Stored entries
┄┄┄┄┄┄┄┄┄┄┄┄┄┄┄┄┄┄┄┄

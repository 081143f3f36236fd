use axum::{
    extract::multipart::MultipartError,
    http::StatusCode,
    response::{IntoResponse, Response},
    Json,
};
use serde_json::json;
use thiserror::Error;

use crate::compass::request::PromptError;
use crate::llm_client::LlmError;
use crate::mail::MailError;
use crate::routes::MAX_UPLOAD_BYTES;

/// Application-level error type.
/// Implements `IntoResponse` so Axum handlers can return `Result<T, AppError>`.
#[derive(Debug, Error)]
pub enum AppError {
    #[error("Not found: {0}")]
    NotFound(String),

    /// Missing or malformed input, including expired or already-used tokens.
    #[error("Validation error: {0}")]
    Validation(String),

    /// Request body over the upload limit.
    #[error("Payload too large: {0}")]
    PayloadTooLarge(String),

    #[error("Unprocessable entity: {0}")]
    UnprocessableEntity(String),

    #[error("Unauthorized: {0}")]
    Unauthorized(String),

    #[error("Database error: {0}")]
    Database(#[from] sqlx::Error),

    #[error("Redis error: {0}")]
    Redis(#[from] redis::RedisError),

    #[error("LLM error: {0}")]
    Llm(String),

    #[error("Mail error: {0}")]
    Mail(String),

    #[error("Internal server error: {0}")]
    Internal(#[from] anyhow::Error),
}

impl From<LlmError> for AppError {
    fn from(err: LlmError) -> Self {
        AppError::Llm(err.to_string())
    }
}

impl From<MailError> for AppError {
    fn from(err: MailError) -> Self {
        AppError::Mail(err.to_string())
    }
}

impl From<PromptError> for AppError {
    fn from(err: PromptError) -> Self {
        AppError::Validation(err.to_string())
    }
}

impl From<MultipartError> for AppError {
    fn from(err: MultipartError) -> Self {
        if err.status() == StatusCode::PAYLOAD_TOO_LARGE {
            return AppError::PayloadTooLarge(format!(
                "Upload exceeds the {} MiB limit",
                MAX_UPLOAD_BYTES / (1024 * 1024)
            ));
        }
        AppError::Validation(format!("Malformed form data: {}", err.body_text()))
    }
}

impl IntoResponse for AppError {
    fn into_response(self) -> Response {
        let (status, code, message) = match &self {
            AppError::NotFound(msg) => (StatusCode::NOT_FOUND, "NOT_FOUND", msg.clone()),
            AppError::Validation(msg) => (StatusCode::BAD_REQUEST, "VALIDATION_ERROR", msg.clone()),
            AppError::PayloadTooLarge(msg) => {
                (StatusCode::PAYLOAD_TOO_LARGE, "PAYLOAD_TOO_LARGE", msg.clone())
            }
            AppError::UnprocessableEntity(msg) => (
                StatusCode::UNPROCESSABLE_ENTITY,
                "UNPROCESSABLE_ENTITY",
                msg.clone(),
            ),
            AppError::Unauthorized(msg) => (StatusCode::UNAUTHORIZED, "UNAUTHORIZED", msg.clone()),
            AppError::Database(e) => {
                tracing::error!("Database error: {e}");
                (
                    StatusCode::INTERNAL_SERVER_ERROR,
                    "DATABASE_ERROR",
                    "A database error occurred".to_string(),
                )
            }
            AppError::Redis(e) => {
                tracing::error!("Redis error: {e}");
                (
                    StatusCode::INTERNAL_SERVER_ERROR,
                    "STORE_ERROR",
                    "A storage error occurred".to_string(),
                )
            }
            AppError::Llm(msg) => {
                tracing::error!("LLM error: {msg}");
                (
                    StatusCode::INTERNAL_SERVER_ERROR,
                    "LLM_ERROR",
                    "An AI processing error occurred".to_string(),
                )
            }
            AppError::Mail(msg) => {
                tracing::error!("Mail error: {msg}");
                (
                    StatusCode::INTERNAL_SERVER_ERROR,
                    "MAIL_ERROR",
                    "Failed to send email".to_string(),
                )
            }
            AppError::Internal(e) => {
                tracing::error!("Internal error: {e:?}");
                (
                    StatusCode::INTERNAL_SERVER_ERROR,
                    "INTERNAL_ERROR",
                    "An internal server error occurred".to_string(),
                )
            }
        };

        let body = Json(json!({
            "error": {
                "code": code,
                "message": message
            }
        }));

        (status, body).into_response()
    }
}
use axum::Json;
use serde_json::{json, Value};

/// GET /health
/// Returns a simple status object with service version.
pub async fn health_handler() -> Json<Value> {
    Json(json!({
        "status": "ok",
        "version": env!("CARGO_PKG_VERSION"),
        "service": "compass-api"
    }))
}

┄┄┄┄┄┄┄┄┄┄┄┄┄┄┄┄┄┄┄┄

» **WHAT YOU WILL DO**: Would you copy every line of the entries that includes the word "tracing"?

» **EXERCISE OUTPUT**:
                tracing::error!("Database error: {e}");
                tracing::error!("Redis error: {e}");
                tracing::error!("LLM error: {msg}");
                tracing::error!("Mail error: {msg}");
                tracing::error!("Internal error: {e:?}");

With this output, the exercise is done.